- _DATA_:
-- Opening Marker --
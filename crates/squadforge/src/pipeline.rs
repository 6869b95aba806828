//! End-to-end selection: roster filter, score preparation, squad series and
//! per-role rankings.

use squadforge_config::SelectorConfig;
use squadforge_core::{Formation, Pool, Result, SquadSeries};
use squadforge_scoring::{restrict, rollup, suppress, PositionRollup};
use squadforge_solver::{BranchAndBound, MeanAgeLimit, SearchLimits, SquadOptimizer, SquadSelector};
use tracing::info;

use crate::roster::{Roster, RosterFilter};

/// What to select.
#[derive(Debug, Clone)]
pub struct SelectionRequest {
    pub filter: RosterFilter,
    pub formation: Formation,
    /// Overrides `mean_age_limit` from the config when set.
    pub mean_age_limit: Option<f64>,
}

impl SelectionRequest {
    pub fn new(filter: RosterFilter, formation: Formation) -> Self {
        Self {
            filter,
            formation,
            mean_age_limit: None,
        }
    }

    pub fn with_mean_age_limit(mut self, limit: f64) -> Self {
        self.mean_age_limit = Some(limit);
        self
    }
}

/// Outcome of a selection run.
///
/// The series may be partial; its failure says which squad could not be built.
#[derive(Debug, Clone)]
#[cfg_attr(feature = "serde", derive(serde::Serialize))]
pub struct SelectionReport {
    pub formation: Formation,
    pub series: SquadSeries,
    pub rollup: PositionRollup,
}

/// Runs selections with one configuration.
#[derive(Debug, Clone)]
pub struct SelectionPipeline {
    config: SelectorConfig,
    selector: SquadSelector,
}

impl Default for SelectionPipeline {
    fn default() -> Self {
        Self::new(SelectorConfig::default())
    }
}

impl SelectionPipeline {
    pub fn new(config: SelectorConfig) -> Self {
        let mut limits = SearchLimits::unlimited();
        if let Some(nodes) = config.solver.node_limit {
            limits = limits.with_node_limit(nodes);
        }
        if let Some(time) = config.solver.time_limit() {
            limits = limits.with_time_limit(time);
        }
        let optimizer =
            SquadOptimizer::new(BranchAndBound::new(limits)).with_quiet(config.solver.quiet);

        Self {
            config,
            selector: SquadSelector::new(optimizer),
        }
    }

    pub fn config(&self) -> &SelectorConfig {
        &self.config
    }

    /// Suppresses weak scores and, with `use_positions`, zeroes roles the
    /// players cannot play.
    ///
    /// # Errors
    ///
    /// `MissingColumn` if the pool lacks the configured score attribute.
    pub fn prepare(&self, pool: &Pool, formation: &Formation) -> Result<Pool> {
        let suppressed = suppress(
            pool,
            &self.config.score_attribute,
            self.config.threshold_offset,
        )?;
        if !self.config.use_positions {
            return Ok(suppressed);
        }
        let roles: Vec<&str> = formation.roles().collect();
        Ok(restrict(&suppressed, &roles))
    }

    /// Selects `squad_count` disjoint squads and ranks players per role.
    ///
    /// # Errors
    ///
    /// Only preparation errors. A squad that cannot be built ends the series
    /// and is reported through [`SelectionReport::series`].
    pub fn run(&self, roster: &Roster, request: &SelectionRequest) -> Result<SelectionReport> {
        let pool = roster.select(&request.filter);
        info!(
            event = "pipeline_start",
            team = request.filter.team.as_str(),
            player_count = pool.len(),
            squad_count = self.config.squad_count,
        );

        let prepared = self.prepare(&pool, &request.formation)?;
        let age_limit = request
            .mean_age_limit
            .or(self.config.mean_age_limit)
            .map(MeanAgeLimit::new);

        let series = self.selector.select_series(
            &prepared,
            &request.formation,
            self.config.squad_count,
            age_limit,
        );
        let rollup = rollup(&prepared, &request.formation);

        Ok(SelectionReport {
            formation: request.formation.clone(),
            series,
            rollup,
        })
    }
}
-- Closing Marker --
- _TASK ITEM_:
Whenever the string "prepared" shows up in a line above, copy that line.

- _EXERCISE OUTPUT_:
        let prepared = self.prepare(&pool, &request.formation)?;
            &prepared,
        let rollup = rollup(&prepared, &request.formation);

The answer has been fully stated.